[Exercise goal]
Look through the records below for the line holding "use thiserror::Error;". Write it out exactly, with each following line through the line holding "does not point".

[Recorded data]
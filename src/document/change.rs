use std::{cell::Cell, rc::Rc};

use crate::{delta::DeltaKind, operation::Operation};

/// What listeners receive after an operation got applied.
#[derive(Debug, Clone, PartialEq)]
pub struct Change {
    pub operation: Operation,
    /// Kind of the delta the operation is part of.
    pub delta_kind: DeltaKind,
    /// Document version after the operation.
    pub version: u64,
}

impl Change {
    /// Event name for the view layer: `insert`, `move`, `remove`, `reinsert`,
    /// `attribute`, `rootAttribute` or `rename`.
    pub fn kind(&self) -> &'static str { self.operation.type_name() }
}

/// Handle returned by `Document::subscribe`. Clones share the same state, so
/// every holder sees when the document drops the subscription.
#[derive(Debug, Clone)]
pub struct Subscription {
    id: u64,
    active: Rc<Cell<bool>>,
}

impl Subscription {
    pub(crate) fn new(id: u64) -> Self {
        Self {
            id,
            active: Rc::new(Cell::new(true)),
        }
    }

    /// `false` once unsubscribed or once the document got destroyed.
    pub fn is_active(&self) -> bool { self.active.get() }

    pub(crate) fn deactivate(&self) { self.active.set(false); }
}

impl PartialEq for Subscription {
    fn eq(&self, other: &Self) -> bool { self.id == other.id }
}

impl Eq for Subscription {}
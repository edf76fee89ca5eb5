use thiserror::Error;

/// Everything that can go wrong while building, applying or deserializing
/// operations. Application errors are raised before the tree is touched, so a
/// failed call never leaves a partially applied change behind.
#[derive(Error, Debug)]
pub enum ModelError {
    /// The operation was built against another document version. This means
    /// a transformation step is missing on the caller's side.
    #[error(
        "Operation was built for document version {operation_version} but the document is at \
         version {document_version}"
    )]
    VersionMismatch {
        document_version: u64,
        operation_version: u64,
    },

    /// The tree is not in the state the operation expects, e.g. an attribute
    /// does not have the declared old value.
    #[error("Precondition failed: {0}")]
    Precondition(String),

    #[error("Invalid argument: {0}")]
    InvalidArgument(String),

    #[error("Root '{0}' does not exist")]
    RootNotFound(String),

    #[error("Position {0} does not point into the document tree")]
    InvalidPosition(String),

    /// Internal state got out of sync. Never swallow this one.
    #[error("Lost invariant: {0}")]
    LostInvariant(String),

    #[error("Failed to (de)serialize JSON: {0}")]
    Json(#[from] serde_json::Error),

    #[error("Failed to parse configuration: {0}")]
    Config(#[from] serde_yaml::Error),
}
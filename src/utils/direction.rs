/// Walking direction through the document tree.
#[derive(Debug, Clone, Copy, PartialEq, Eq)]
pub enum Direction {
    Forward,
    Backward,
}
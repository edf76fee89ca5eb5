use serde_json::Value;

use crate::{
    delta::Delta,
    document::Document,
    errors::ModelError,
    model::{Attributes, Element, Node, Position, Range, Text},
};

/// Editing commands. Every call builds its delta against the document's
/// current version and applies it before returning, so calls can be chained
/// and each one sees the result of the previous one.
#[derive(Debug)]
pub struct Batch<'a> {
    document: &'a mut Document,
}

impl<'a> Batch<'a> {
    pub(crate) fn new(document: &'a mut Document) -> Self { Self { document } }

    pub fn document(&self) -> &Document { self.document }

    fn apply(&mut self, delta: Delta) -> Result<&mut Self, ModelError> {
        self.document.apply_delta(delta)?;
        Ok(self)
    }

    pub fn insert(&mut self, position: Position, nodes: Vec<Node>) -> Result<&mut Self, ModelError> {
        let delta = Delta::insert(position, nodes, self.document.version());
        self.apply(delta)
    }

    pub fn insert_text(
        &mut self,
        position: &Position,
        text: &str,
        attributes: Attributes,
    ) -> Result<&mut Self, ModelError> {
        if text.is_empty() {
            return Ok(self);
        }

        let node = Node::Text(Text {
            data: text.to_owned(),
            attributes,
        });
        self.insert(position.clone(), vec![node])
    }

    pub fn remove(&mut self, range: &Range) -> Result<&mut Self, ModelError> {
        let deltas = Delta::remove(self.document.model(), range, self.document.version())?;
        self.document.apply_deltas(deltas)?;

        Ok(self)
    }

    pub fn move_range(&mut self, range: &Range, target: Position) -> Result<&mut Self, ModelError> {
        let delta = Delta::move_range(range, target, self.document.version())?;
        self.apply(delta)
    }

    pub fn set_attribute(&mut self, range: &Range, key: &str, value: Value) -> Result<&mut Self, ModelError> {
        self.change_attribute(range, key, Some(value))
    }

    pub fn remove_attribute(&mut self, range: &Range, key: &str) -> Result<&mut Self, ModelError> {
        self.change_attribute(range, key, None)
    }

    fn change_attribute(&mut self, range: &Range, key: &str, value: Option<Value>) -> Result<&mut Self, ModelError> {
        match Delta::attribute(self.document.model(), range, key, value, self.document.version())? {
            Some(delta) => self.apply(delta),
            None => Ok(self),
        }
    }

    pub fn set_root_attribute(&mut self, root: &str, key: &str, value: Value) -> Result<&mut Self, ModelError> {
        self.change_root_attribute(root, key, Some(value))
    }

    pub fn remove_root_attribute(&mut self, root: &str, key: &str) -> Result<&mut Self, ModelError> {
        self.change_root_attribute(root, key, None)
    }

    fn change_root_attribute(
        &mut self,
        root: &str,
        key: &str,
        value: Option<Value>,
    ) -> Result<&mut Self, ModelError> {
        match Delta::root_attribute(self.document.model(), root, key, value, self.document.version())? {
            Some(delta) => self.apply(delta),
            None => Ok(self),
        }
    }

    /// Renames the element right after `position`.
    pub fn rename(&mut self, position: &Position, new_name: &str) -> Result<&mut Self, ModelError> {
        let delta = Delta::rename(self.document.model(), position, new_name, self.document.version())?;
        self.apply(delta)
    }

    pub fn split(&mut self, position: &Position) -> Result<&mut Self, ModelError> {
        let delta = Delta::split(self.document.model(), position, self.document.version())?;
        self.apply(delta)
    }

    /// Merges the element after `position` into the element before it.
    pub fn merge(&mut self, position: &Position) -> Result<&mut Self, ModelError> {
        let delta = Delta::merge(self.document.model(), position, self.document.version())?;
        self.apply(delta)
    }

    pub fn wrap(&mut self, range: &Range, wrapper: Element) -> Result<&mut Self, ModelError> {
        let delta = Delta::wrap(range, wrapper, self.document.version())?;
        self.apply(delta)
    }

    /// Replaces the element after `position` with its children.
    pub fn unwrap(&mut self, position: &Position) -> Result<&mut Self, ModelError> {
        let delta = Delta::unwrap(self.document.model(), position, self.document.version())?;
        self.apply(delta)
    }
}
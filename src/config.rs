use log::debug;
use serde::{Deserialize, Serialize};

use crate::errors::ModelError;

const DEFAULT_ROOT_NAME: &str = "main";
const DEFAULT_ROOT_ELEMENT: &str = "$root";
const DEFAULT_UNDO_DEPTH: usize = 100;

/// Settings of a single editing session's `Document`.
#[derive(Debug, Deserialize, Serialize, Clone, PartialEq, Eq)]
pub struct DocumentConfig {
    /// Name of the root created together with the document. It is also the
    /// root where the selection's default range lives.
    #[serde(default = "default_root_name")]
    pub default_root_name: String,

    /// Element name of the default root.
    #[serde(default = "default_root_element")]
    pub default_root_element: String,

    /// How many deltas can be undone. Older entries stay in the history but
    /// are no longer reachable through `undo`.
    #[serde(default = "default_undo_depth")]
    pub undo_depth: usize,
}

fn default_root_name() -> String {
    debug!("Using default root name: {DEFAULT_ROOT_NAME}");
    DEFAULT_ROOT_NAME.to_owned()
}

fn default_root_element() -> String {
    debug!("Using default root element: {DEFAULT_ROOT_ELEMENT}");
    DEFAULT_ROOT_ELEMENT.to_owned()
}

fn default_undo_depth() -> usize {
    debug!("Using default undo depth: {DEFAULT_UNDO_DEPTH}");
    DEFAULT_UNDO_DEPTH
}

impl Default for DocumentConfig {
    fn default() -> Self {
        Self {
            default_root_name: default_root_name(),
            default_root_element: default_root_element(),
            undo_depth: default_undo_depth(),
        }
    }
}

impl DocumentConfig {
    /// Parse a configuration from YAML. Missing keys fall back to their
    /// defaults.
    pub fn from_yaml(contents: &str) -> Result<Self, ModelError> {
        let config = serde_yaml::from_str(contents)?;
        Ok(config)
    }

    pub fn to_yaml(&self) -> Result<String, ModelError> { Ok(serde_yaml::to_string(self)?) }
}
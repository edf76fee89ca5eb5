use serde_json::Value;

use crate::{
    errors::ModelError,
    model::{Attributes, Position, Range},
};

/// A set of non-intersecting ranges plus the attributes typed text would get.
///
/// The last added range carries the direction: when it is backward its end is
/// the anchor and its start is the focus.
#[derive(Debug, Clone, PartialEq, Default)]
pub struct Selection {
    ranges: Vec<Range>,
    last_range_backward: bool,
    attributes: Attributes,
}

impl Selection {
    pub fn new() -> Self { Self::default() }

    /// Ranges in the order they were added.
    pub fn ranges(&self) -> &[Range] { &self.ranges }

    pub fn range_count(&self) -> usize { self.ranges.len() }

    /// The range starting first in document order.
    pub fn first_range(&self) -> Option<&Range> {
        self.ranges
            .iter()
            .reduce(|first, range| if range.start().is_before(first.start()) { range } else { first })
    }

    /// The range ending last in document order.
    pub fn last_range(&self) -> Option<&Range> {
        self.ranges
            .iter()
            .reduce(|last, range| if range.end().is_after(last.end()) { range } else { last })
    }

    pub fn is_backward(&self) -> bool {
        self.last_range_backward
            && self
                .ranges
                .last()
                .is_some_and(|range| !range.is_collapsed())
    }

    pub fn anchor(&self) -> Option<&Position> {
        let range = self.ranges.last()?;
        Some(if self.is_backward() { range.end() } else { range.start() })
    }

    pub fn focus(&self) -> Option<&Position> {
        let range = self.ranges.last()?;
        Some(if self.is_backward() { range.start() } else { range.end() })
    }

    /// A single collapsed range.
    pub fn is_collapsed(&self) -> bool { self.ranges.len() == 1 && self.ranges[0].is_collapsed() }

    /// Fails without changing anything if `range` intersects a range already
    /// in the selection.
    pub fn add_range(&mut self, range: Range, backward: bool) -> Result<(), ModelError> {
        if let Some(existing) = self.ranges.iter().find(|existing| intersects(existing, &range)) {
            return Err(ModelError::InvalidArgument(format!(
                "{range} intersects with selection range {existing}"
            )));
        }

        self.ranges.push(range);
        self.last_range_backward = backward;

        Ok(())
    }

    /// Replaces every range. An empty input clears the selection.
    pub fn set_ranges(&mut self, ranges: impl IntoIterator<Item = Range>, backward: bool) -> Result<(), ModelError> {
        let mut selection = Selection {
            attributes: std::mem::take(&mut self.attributes),
            ..Selection::default()
        };

        let mut result = Ok(());
        for range in ranges {
            result = selection.add_range(range, backward);
            if result.is_err() {
                break;
            }
        }

        match result {
            Ok(()) => {
                *self = selection;
                Ok(())
            }
            Err(error) => {
                self.attributes = selection.attributes;
                Err(error)
            }
        }
    }

    pub fn remove_all_ranges(&mut self) {
        self.ranges.clear();
        self.last_range_backward = false;
    }

    /// Replaces every range with a caret at `position`.
    pub fn collapse(&mut self, position: Position) {
        self.ranges = vec![Range::collapsed(position)];
        self.last_range_backward = false;
    }

    pub fn collapse_to_start(&mut self) {
        if let Some(start) = self.first_range().map(|range| range.start().clone()) {
            self.collapse(start);
        }
    }

    pub fn collapse_to_end(&mut self) {
        if let Some(end) = self.last_range().map(|range| range.end().clone()) {
            self.collapse(end);
        }
    }

    /// Moves the focus of the last range, keeping its anchor. The range turns
    /// backward if the focus ends up before the anchor.
    pub fn set_focus(&mut self, position: Position) -> Result<(), ModelError> {
        let Some(anchor) = self.anchor().cloned() else {
            return Err(ModelError::InvalidArgument(
                "cannot set the focus of a selection without ranges".to_owned(),
            ));
        };

        self.ranges.pop();
        let backward = position.is_before(&anchor);
        let range = if backward {
            Range::new(position, anchor)
        } else {
            Range::new(anchor, position)
        };

        self.add_range(range, backward)
    }

    pub fn attributes(&self) -> &Attributes { &self.attributes }

    pub fn get_attribute(&self, key: &str) -> Option<&Value> { self.attributes.get(key) }

    pub fn has_attribute(&self, key: &str) -> bool { self.attributes.contains_key(key) }

    /// Returns whether the value changed.
    pub fn set_attribute(&mut self, key: impl Into<String>, value: Value) -> bool {
        self.attributes.insert(key.into(), value.clone()) != Some(value)
    }

    /// Returns whether the key was present.
    pub fn remove_attribute(&mut self, key: &str) -> bool { self.attributes.remove(key).is_some() }

    /// Returns the keys that were removed.
    pub fn clear_attributes(&mut self) -> Vec<String> {
        std::mem::take(&mut self.attributes).into_keys().collect()
    }
}

/// Overlapping ranges or two carets at the same place. Ranges only touching
/// each other may both be selected.
fn intersects(a: &Range, b: &Range) -> bool {
    if a.root() != b.root() {
        return false;
    }

    a == b || a.is_intersecting(b)
}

[Result]
use thiserror::Error;

/// Everything that can go wrong while building, applying or deserializing
/// operations. Application errors are raised before the tree is touched, so a
/// failed call never leaves a partially applied change behind.
#[derive(Error, Debug)]
pub enum ModelError {
    /// The operation was built against another document version. This means
    /// a transformation step is missing on the caller's side.
    #[error(
        "Operation was built for document version {operation_version} but the document is at \
         version {document_version}"
    )]
    VersionMismatch {
        document_version: u64,
        operation_version: u64,
    },

    /// The tree is not in the state the operation expects, e.g. an attribute
    /// does not have the declared old value.
    #[error("Precondition failed: {0}")]
    Precondition(String),

    #[error("Invalid argument: {0}")]
    InvalidArgument(String),

    #[error("Root '{0}' does not exist")]
    RootNotFound(String),

    #[error("Position {0} does not point into the document tree")]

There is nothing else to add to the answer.